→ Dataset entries
##############################

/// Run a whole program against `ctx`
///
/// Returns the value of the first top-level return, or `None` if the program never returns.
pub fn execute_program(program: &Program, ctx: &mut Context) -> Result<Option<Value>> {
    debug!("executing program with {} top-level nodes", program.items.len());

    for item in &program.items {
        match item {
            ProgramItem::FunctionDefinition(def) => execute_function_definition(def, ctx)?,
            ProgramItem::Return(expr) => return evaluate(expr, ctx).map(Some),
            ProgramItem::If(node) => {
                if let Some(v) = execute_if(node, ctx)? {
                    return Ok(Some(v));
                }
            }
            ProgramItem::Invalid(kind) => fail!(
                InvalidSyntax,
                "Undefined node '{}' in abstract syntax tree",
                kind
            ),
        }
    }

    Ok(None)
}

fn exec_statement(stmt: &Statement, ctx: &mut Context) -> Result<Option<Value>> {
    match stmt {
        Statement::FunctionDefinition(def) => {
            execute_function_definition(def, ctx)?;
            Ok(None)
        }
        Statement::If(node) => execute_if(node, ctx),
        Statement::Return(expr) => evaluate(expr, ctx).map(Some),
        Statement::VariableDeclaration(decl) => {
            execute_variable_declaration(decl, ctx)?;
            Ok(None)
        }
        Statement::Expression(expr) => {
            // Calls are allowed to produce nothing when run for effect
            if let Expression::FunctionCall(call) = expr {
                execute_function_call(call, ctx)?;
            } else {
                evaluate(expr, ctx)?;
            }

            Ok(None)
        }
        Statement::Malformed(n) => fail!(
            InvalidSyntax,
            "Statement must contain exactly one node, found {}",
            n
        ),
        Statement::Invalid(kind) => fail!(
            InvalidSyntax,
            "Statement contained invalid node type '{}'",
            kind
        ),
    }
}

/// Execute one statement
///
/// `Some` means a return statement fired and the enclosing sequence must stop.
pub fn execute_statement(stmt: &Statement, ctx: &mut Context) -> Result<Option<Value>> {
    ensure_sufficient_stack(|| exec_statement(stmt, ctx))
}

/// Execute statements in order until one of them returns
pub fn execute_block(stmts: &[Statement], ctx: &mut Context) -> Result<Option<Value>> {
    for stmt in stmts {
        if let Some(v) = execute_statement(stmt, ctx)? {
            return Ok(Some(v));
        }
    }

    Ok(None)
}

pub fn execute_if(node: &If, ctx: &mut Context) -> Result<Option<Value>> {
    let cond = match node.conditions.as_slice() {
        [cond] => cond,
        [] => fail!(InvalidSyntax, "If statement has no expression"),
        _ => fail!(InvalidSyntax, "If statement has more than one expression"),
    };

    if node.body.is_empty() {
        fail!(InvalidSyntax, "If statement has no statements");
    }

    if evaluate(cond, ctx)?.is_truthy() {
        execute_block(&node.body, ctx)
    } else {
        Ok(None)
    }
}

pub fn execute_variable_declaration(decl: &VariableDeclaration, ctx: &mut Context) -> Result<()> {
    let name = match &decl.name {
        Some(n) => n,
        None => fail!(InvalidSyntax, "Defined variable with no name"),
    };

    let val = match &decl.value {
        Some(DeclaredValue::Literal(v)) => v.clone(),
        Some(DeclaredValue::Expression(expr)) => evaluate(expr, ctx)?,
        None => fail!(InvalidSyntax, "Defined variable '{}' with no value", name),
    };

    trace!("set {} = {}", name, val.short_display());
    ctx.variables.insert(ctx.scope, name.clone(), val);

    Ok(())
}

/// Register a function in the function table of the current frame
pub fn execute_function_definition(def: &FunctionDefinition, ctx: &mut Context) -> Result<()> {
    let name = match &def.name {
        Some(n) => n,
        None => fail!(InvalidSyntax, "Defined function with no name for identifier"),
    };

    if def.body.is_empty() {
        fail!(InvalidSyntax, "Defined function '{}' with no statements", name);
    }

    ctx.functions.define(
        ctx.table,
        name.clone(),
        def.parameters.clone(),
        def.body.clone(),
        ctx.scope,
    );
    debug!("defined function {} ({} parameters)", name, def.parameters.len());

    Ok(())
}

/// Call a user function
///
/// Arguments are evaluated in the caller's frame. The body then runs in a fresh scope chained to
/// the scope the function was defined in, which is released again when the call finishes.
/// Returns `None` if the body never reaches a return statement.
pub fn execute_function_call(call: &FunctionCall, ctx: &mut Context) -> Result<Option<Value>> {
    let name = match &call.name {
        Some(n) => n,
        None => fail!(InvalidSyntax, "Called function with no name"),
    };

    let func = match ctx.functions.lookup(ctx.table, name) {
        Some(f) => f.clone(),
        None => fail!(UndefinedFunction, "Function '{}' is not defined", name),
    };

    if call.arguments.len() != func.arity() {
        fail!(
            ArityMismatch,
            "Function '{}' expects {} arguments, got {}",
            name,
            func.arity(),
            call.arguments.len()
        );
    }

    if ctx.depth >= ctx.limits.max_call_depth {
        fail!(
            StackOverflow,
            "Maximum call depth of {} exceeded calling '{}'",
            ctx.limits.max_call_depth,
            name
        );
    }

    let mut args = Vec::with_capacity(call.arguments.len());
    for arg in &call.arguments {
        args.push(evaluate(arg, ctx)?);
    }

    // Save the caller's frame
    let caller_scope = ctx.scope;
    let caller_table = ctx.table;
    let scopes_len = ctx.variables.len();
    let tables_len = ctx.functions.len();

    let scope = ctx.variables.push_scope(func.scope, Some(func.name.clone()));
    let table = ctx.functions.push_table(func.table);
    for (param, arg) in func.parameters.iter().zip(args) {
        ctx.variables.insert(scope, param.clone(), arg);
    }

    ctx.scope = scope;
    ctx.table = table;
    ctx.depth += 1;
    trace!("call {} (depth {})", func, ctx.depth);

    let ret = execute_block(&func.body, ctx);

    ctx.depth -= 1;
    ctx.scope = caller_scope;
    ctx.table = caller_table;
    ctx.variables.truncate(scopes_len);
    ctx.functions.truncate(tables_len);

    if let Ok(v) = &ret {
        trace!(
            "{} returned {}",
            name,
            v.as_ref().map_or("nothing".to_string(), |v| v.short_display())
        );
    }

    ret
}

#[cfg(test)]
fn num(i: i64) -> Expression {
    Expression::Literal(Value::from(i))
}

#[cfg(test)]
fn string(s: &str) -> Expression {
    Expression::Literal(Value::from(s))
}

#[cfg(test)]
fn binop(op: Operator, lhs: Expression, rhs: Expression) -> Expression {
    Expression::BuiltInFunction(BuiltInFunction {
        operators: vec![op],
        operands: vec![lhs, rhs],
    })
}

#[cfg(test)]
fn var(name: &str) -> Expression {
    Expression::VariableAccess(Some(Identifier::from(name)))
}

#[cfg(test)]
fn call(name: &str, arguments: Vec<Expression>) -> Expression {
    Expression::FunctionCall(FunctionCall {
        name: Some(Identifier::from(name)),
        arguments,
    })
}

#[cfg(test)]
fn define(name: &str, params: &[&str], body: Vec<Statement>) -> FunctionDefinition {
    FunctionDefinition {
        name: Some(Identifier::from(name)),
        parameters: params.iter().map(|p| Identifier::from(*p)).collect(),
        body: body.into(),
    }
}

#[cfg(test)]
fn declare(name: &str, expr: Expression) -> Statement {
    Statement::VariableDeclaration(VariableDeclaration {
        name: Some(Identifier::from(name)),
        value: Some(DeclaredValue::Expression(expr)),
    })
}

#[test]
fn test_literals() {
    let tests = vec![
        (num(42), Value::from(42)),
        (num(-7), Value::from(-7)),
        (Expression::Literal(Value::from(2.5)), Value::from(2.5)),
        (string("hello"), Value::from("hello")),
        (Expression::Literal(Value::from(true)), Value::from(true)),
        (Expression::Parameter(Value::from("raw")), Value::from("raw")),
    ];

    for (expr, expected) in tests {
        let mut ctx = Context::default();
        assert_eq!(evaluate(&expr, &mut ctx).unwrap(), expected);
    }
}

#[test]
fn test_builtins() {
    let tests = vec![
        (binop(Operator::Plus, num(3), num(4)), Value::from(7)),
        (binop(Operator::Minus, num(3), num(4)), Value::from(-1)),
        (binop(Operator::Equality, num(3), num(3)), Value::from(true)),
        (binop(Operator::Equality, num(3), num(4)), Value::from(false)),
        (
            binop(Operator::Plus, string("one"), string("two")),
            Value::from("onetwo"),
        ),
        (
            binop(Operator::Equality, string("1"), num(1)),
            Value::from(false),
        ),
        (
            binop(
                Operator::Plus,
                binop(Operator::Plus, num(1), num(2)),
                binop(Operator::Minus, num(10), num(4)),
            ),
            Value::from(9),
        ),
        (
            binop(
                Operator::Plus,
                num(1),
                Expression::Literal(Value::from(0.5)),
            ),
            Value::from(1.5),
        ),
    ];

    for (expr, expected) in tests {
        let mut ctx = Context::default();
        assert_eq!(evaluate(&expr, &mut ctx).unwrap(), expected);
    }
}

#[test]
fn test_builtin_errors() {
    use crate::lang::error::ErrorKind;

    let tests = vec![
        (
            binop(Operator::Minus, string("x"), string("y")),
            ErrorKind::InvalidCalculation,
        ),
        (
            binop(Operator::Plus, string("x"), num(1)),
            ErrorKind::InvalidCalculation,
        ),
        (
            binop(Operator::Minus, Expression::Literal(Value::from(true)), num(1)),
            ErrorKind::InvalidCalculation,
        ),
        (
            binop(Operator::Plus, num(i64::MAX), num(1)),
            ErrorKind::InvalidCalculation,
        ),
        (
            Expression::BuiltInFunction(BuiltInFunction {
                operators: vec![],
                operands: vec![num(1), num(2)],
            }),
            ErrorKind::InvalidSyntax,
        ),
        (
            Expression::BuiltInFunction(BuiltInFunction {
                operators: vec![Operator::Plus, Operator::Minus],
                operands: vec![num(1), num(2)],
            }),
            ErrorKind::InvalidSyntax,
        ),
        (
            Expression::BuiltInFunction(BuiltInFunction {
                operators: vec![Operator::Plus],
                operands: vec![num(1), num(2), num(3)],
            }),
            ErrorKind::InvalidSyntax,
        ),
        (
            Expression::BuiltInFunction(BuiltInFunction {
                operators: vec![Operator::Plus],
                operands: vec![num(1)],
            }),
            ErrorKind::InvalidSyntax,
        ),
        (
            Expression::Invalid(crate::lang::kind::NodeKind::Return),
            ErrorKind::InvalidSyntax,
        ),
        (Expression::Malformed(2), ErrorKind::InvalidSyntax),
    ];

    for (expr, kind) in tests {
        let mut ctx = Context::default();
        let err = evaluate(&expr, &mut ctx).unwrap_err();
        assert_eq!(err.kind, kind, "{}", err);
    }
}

##############################

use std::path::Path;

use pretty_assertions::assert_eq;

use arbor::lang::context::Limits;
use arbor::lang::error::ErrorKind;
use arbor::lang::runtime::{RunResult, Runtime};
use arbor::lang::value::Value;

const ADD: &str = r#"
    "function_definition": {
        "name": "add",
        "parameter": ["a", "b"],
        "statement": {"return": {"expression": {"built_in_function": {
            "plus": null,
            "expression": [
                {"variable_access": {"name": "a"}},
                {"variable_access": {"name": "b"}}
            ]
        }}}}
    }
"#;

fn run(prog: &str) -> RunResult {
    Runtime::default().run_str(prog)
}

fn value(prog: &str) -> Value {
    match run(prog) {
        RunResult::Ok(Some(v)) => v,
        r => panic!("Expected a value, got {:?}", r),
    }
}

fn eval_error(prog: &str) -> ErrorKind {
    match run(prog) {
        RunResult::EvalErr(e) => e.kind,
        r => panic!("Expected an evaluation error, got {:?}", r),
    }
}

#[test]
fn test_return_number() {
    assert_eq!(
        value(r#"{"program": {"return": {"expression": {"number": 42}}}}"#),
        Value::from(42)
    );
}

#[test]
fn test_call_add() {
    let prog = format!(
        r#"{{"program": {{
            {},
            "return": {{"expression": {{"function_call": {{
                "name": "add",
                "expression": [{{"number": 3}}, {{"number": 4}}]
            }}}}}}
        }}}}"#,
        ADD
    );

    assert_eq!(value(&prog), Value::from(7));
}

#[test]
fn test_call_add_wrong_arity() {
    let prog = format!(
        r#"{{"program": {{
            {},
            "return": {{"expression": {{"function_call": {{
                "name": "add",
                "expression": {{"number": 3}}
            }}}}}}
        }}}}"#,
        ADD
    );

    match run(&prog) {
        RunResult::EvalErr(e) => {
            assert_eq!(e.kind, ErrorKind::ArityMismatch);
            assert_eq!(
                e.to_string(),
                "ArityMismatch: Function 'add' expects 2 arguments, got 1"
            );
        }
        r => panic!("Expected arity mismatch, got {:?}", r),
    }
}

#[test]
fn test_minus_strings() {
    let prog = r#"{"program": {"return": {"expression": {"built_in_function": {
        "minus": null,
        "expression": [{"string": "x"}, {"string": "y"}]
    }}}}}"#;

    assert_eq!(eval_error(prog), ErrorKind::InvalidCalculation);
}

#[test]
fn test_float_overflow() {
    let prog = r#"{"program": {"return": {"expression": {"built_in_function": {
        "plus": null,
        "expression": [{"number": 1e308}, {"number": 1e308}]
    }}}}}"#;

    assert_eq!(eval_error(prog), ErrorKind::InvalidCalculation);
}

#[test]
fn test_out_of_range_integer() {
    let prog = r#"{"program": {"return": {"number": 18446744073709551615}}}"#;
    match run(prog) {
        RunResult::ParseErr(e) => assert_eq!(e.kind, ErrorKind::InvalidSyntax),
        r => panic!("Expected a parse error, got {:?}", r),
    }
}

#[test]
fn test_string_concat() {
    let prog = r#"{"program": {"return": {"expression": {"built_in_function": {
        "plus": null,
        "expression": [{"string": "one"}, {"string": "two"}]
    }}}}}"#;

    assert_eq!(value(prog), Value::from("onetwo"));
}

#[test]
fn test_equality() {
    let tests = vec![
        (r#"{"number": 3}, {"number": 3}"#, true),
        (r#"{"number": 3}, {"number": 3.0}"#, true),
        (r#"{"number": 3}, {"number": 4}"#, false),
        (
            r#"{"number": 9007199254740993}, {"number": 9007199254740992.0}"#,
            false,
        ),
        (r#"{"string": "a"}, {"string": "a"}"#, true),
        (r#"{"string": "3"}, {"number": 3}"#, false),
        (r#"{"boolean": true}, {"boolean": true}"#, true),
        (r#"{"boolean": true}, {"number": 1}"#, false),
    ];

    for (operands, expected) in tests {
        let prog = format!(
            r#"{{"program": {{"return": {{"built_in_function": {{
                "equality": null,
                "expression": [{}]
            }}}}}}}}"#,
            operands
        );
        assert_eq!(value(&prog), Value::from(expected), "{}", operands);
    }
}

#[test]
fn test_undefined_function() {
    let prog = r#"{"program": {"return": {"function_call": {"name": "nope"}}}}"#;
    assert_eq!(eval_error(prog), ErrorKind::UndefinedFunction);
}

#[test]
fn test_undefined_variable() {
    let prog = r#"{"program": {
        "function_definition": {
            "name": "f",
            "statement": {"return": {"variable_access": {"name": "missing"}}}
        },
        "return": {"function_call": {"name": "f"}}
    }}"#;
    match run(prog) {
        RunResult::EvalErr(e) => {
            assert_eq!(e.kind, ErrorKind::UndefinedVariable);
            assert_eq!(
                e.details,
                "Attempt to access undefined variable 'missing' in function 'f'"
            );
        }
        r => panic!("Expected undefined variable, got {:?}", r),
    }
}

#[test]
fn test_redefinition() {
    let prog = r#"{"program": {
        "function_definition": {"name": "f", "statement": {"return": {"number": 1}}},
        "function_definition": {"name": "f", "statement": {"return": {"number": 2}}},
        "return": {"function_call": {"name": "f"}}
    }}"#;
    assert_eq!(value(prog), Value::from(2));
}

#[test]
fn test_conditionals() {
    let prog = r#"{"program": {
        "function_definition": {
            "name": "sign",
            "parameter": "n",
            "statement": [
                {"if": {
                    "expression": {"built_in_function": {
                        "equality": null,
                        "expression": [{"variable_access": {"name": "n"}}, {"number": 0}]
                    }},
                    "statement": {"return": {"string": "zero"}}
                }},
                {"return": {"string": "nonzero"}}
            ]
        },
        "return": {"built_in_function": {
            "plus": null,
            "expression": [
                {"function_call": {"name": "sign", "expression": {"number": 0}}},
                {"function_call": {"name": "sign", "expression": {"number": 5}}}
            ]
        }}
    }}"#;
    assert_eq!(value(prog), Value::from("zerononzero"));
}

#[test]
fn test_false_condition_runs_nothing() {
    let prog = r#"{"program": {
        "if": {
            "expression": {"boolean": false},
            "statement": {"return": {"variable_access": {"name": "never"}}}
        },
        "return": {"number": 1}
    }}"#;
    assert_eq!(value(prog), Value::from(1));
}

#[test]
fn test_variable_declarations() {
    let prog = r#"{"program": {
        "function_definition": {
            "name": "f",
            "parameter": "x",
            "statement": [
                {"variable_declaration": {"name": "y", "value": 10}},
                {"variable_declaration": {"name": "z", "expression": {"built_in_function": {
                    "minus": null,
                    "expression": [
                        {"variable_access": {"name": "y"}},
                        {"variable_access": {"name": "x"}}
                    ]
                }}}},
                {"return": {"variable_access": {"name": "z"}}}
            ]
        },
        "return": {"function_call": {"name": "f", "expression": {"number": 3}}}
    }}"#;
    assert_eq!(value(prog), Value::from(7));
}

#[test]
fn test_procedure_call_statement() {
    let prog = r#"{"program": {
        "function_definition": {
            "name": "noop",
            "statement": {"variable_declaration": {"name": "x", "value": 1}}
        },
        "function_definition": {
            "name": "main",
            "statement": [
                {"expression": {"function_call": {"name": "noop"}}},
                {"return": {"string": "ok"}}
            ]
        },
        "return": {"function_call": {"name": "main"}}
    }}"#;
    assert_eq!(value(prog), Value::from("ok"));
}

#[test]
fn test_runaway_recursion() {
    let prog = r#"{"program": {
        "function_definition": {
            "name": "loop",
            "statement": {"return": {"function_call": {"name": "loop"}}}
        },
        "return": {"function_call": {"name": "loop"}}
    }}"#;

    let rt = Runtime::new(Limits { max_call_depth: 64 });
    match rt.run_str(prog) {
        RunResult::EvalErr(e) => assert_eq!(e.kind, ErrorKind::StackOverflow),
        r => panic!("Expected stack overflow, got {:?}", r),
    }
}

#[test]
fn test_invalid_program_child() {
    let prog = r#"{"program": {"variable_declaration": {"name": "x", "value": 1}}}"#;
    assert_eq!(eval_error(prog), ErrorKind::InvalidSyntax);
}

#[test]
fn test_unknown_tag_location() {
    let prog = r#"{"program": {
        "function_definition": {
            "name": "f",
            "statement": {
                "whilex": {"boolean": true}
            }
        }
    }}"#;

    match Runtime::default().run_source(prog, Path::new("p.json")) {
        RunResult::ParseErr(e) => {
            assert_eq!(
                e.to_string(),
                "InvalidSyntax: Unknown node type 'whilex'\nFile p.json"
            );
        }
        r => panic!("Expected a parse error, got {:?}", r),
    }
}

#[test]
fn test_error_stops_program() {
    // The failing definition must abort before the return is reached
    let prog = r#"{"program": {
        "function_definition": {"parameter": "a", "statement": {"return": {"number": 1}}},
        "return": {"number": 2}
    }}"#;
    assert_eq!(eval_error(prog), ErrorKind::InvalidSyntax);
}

##############################

Find every line in the records that holds the word "body", then state the count alone.

→ Final answer
9